I haven’t seen a SQL Server table with real unencrypted credit card numbers for several years, and I don’t know of any good reasons to have them stored that way. However, I’ve needed them in the past for testing a web application that had to take credit card details. Generating credit cards in a way that conforms to a particular distribution is reasonably easy in SQL Server, though. The only difficult bit is the fact that there is a validation checksum. Otherwise it is a good example of how to solve the problem of spoofing the more specialist types of data.
Imagine that we need to create fake credit cards from a fairly large table. We don’t want, and can’t get, the real information, but our fake credit cards have to conform to the distribution of the real data.
All we need is an aggregation of the real data that tells us the distribution. Fortunately, the first six digits of a credit Card has only the details of the bank, currency and so on.
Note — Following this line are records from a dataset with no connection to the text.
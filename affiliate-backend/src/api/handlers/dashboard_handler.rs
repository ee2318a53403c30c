// affiliate-backend/src/api/handlers/dashboard_handler.rs

use axum::{
    extract::{Query, State},
    routing::get,
    Json, Router,
};

use crate::api::dto::dashboard_dto::{ActivityOut, DashboardQuery, DashboardSummaryResponse};
use crate::api::AppState;
use crate::error::AppResult;
use crate::middleware::auth::AuthenticatedUser;

pub async fn dashboard_summary_handler(
    user: AuthenticatedUser,
    Query(query): Query<DashboardQuery>,
    State(app_state): State<AppState>,
) -> AppResult<Json<DashboardSummaryResponse>> {
    Ok(Json(app_state.dashboard_service.summary(&user, query).await?))
}

pub async fn dashboard_activity_handler(
    user: AuthenticatedUser,
    Query(query): Query<DashboardQuery>,
    State(app_state): State<AppState>,
) -> AppResult<Json<Vec<ActivityOut>>> {
    Ok(Json(
        app_state.dashboard_service.activity(&user, query).await?,
    ))
}

/// ダッシュボードのルーター
pub fn dashboard_router(app_state: AppState) -> Router {
    Router::new()
        .route("/dashboard/summary", get(dashboard_summary_handler))
        .route("/dashboard/activity", get(dashboard_activity_handler))
        .with_state(app_state)
}
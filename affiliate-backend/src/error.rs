// affiliate-backend/src/error.rs

use axum::{
    http::StatusCode,
    response::{IntoResponse, Response},
    Json,
};
use sea_orm::DbErr;
use serde::Serialize;
use thiserror::Error;
use validator::ValidationErrors;

#[derive(Error, Debug)]
pub enum AppError {
    #[error("Database error: {0}")]
    DbErr(#[from] DbErr),

    #[error("Item not found: {0}")]
    NotFound(String),

    #[error("Validation error: {0}")]
    ValidationError(String),

    #[error("Validation failed")]
    ValidationFailure(#[from] ValidationErrors),

    #[error("Bad request: {0}")]
    BadRequest(String),

    #[error("Unauthorized: {0}")]
    Unauthorized(String),

    #[error("Forbidden: {0}")]
    Forbidden(String),

    #[error("Conflict: {0}")]
    Conflict(String),

    #[error("Internal server error: {0}")]
    InternalServerError(String),

    #[error("External service error: {0}")]
    ExternalServiceError(String),
}

// axum でエラーをHTTPレスポンスに変換するための実装
impl IntoResponse for AppError {
    fn into_response(self) -> Response {
        let (status, error_response) = match self {
            AppError::DbErr(db_err) => {
                // サーバーログには詳細を出すが、クライアントへは漏らさない
                tracing::error!(error = %db_err, "Database error");

                let status = match db_err {
                    DbErr::RecordNotFound(_) => StatusCode::NOT_FOUND,
                    _ => StatusCode::INTERNAL_SERVER_ERROR,
                };

                (
                    status,
                    ErrorResponse::new("A database error occurred", "database_error"),
                )
            }
            AppError::NotFound(message) => (
                StatusCode::NOT_FOUND,
                ErrorResponse::new(&message, "not_found"),
            ),
            AppError::ValidationError(message) => (
                StatusCode::BAD_REQUEST,
                ErrorResponse::new(&message, "validation_error"),
            ),
            AppError::ValidationFailure(errors) => {
                let messages: Vec<String> = errors
                    .field_errors()
                    .into_iter()
                    .flat_map(|(field, errors)| {
                        errors.iter().map(move |e| {
                            let message = e
                                .message
                                .as_ref()
                                .map_or_else(|| "Invalid value".to_string(), |m| m.to_string());
                            format!("{}: {}", field, message)
                        })
                    })
                    .collect();

                (
                    StatusCode::BAD_REQUEST,
                    ErrorResponse {
                        success: false,
                        message: "Validation failed".to_string(),
                        errors: Some(messages),
                        error_type: "validation_errors".to_string(),
                    },
                )
            }
            AppError::BadRequest(message) => (
                StatusCode::BAD_REQUEST,
                ErrorResponse::new(&message, "bad_request"),
            ),
            AppError::Unauthorized(message) => (
                StatusCode::UNAUTHORIZED,
                ErrorResponse::new(&message, "unauthorized"),
            ),
            AppError::Forbidden(message) => (
                StatusCode::FORBIDDEN,
                ErrorResponse::new(&message, "forbidden"),
            ),
            AppError::Conflict(message) => (
                StatusCode::CONFLICT,
                ErrorResponse::new(&message, "conflict"),
            ),
            AppError::InternalServerError(message) => {
                tracing::error!(error = %message, "Internal server error");
                (
                    StatusCode::INTERNAL_SERVER_ERROR,
                    ErrorResponse::new("An internal server error occurred", "internal_server_error"),
                )
            }
            AppError::ExternalServiceError(message) => {
                tracing::error!(error = %message, "External service error");
                (
                    StatusCode::SERVICE_UNAVAILABLE,
                    ErrorResponse::new("External service error", "external_service_error"),
                )
            }
        };

        (status, Json(error_response)).into_response()
    }
}

// Result 型のエイリアス
pub type AppResult<T> = Result<T, AppError>;

/// 統一的なエラーレスポンス構造
#[derive(Debug, Clone, Serialize)]
pub struct ErrorResponse {
    pub success: bool,
    pub message: String,
    #[serde(skip_serializing_if = "Option::is_none")]
    pub errors: Option<Vec<String>>,
    pub error_type: String,
}

impl ErrorResponse {
    fn new(message: &str, error_type: &str) -> Self {
        Self {
            success: false,
            message: message.to_string(),
            errors: None,
            error_type: error_type.to_string(),
        }
    }
}

#[cfg(test)]
mod tests {
    use super::*;

    #[test]
    fn test_error_response_serialization() {
        let response = ErrorResponse::new("Access denied", "forbidden");
        let json = serde_json::to_value(&response).unwrap();

        assert_eq!(json["success"], false);
        assert_eq!(json["message"], "Access denied");
        assert_eq!(json["error_type"], "forbidden");
        assert!(json.get("errors").is_none());
    }
}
We aren’t going to associate the fake data with an identifiable person. We are pretty safe. We are just generating a list of credit cards. We will draw from the list at random and not associate the randomly-generated suffix with the original person.
We start with the real data. OK, it isn’t real data, but we’ll pretend that it is. The data I used is provided with this blog so you can try it out. It conforms roughly with the proportion of providers that you’ll see in the States.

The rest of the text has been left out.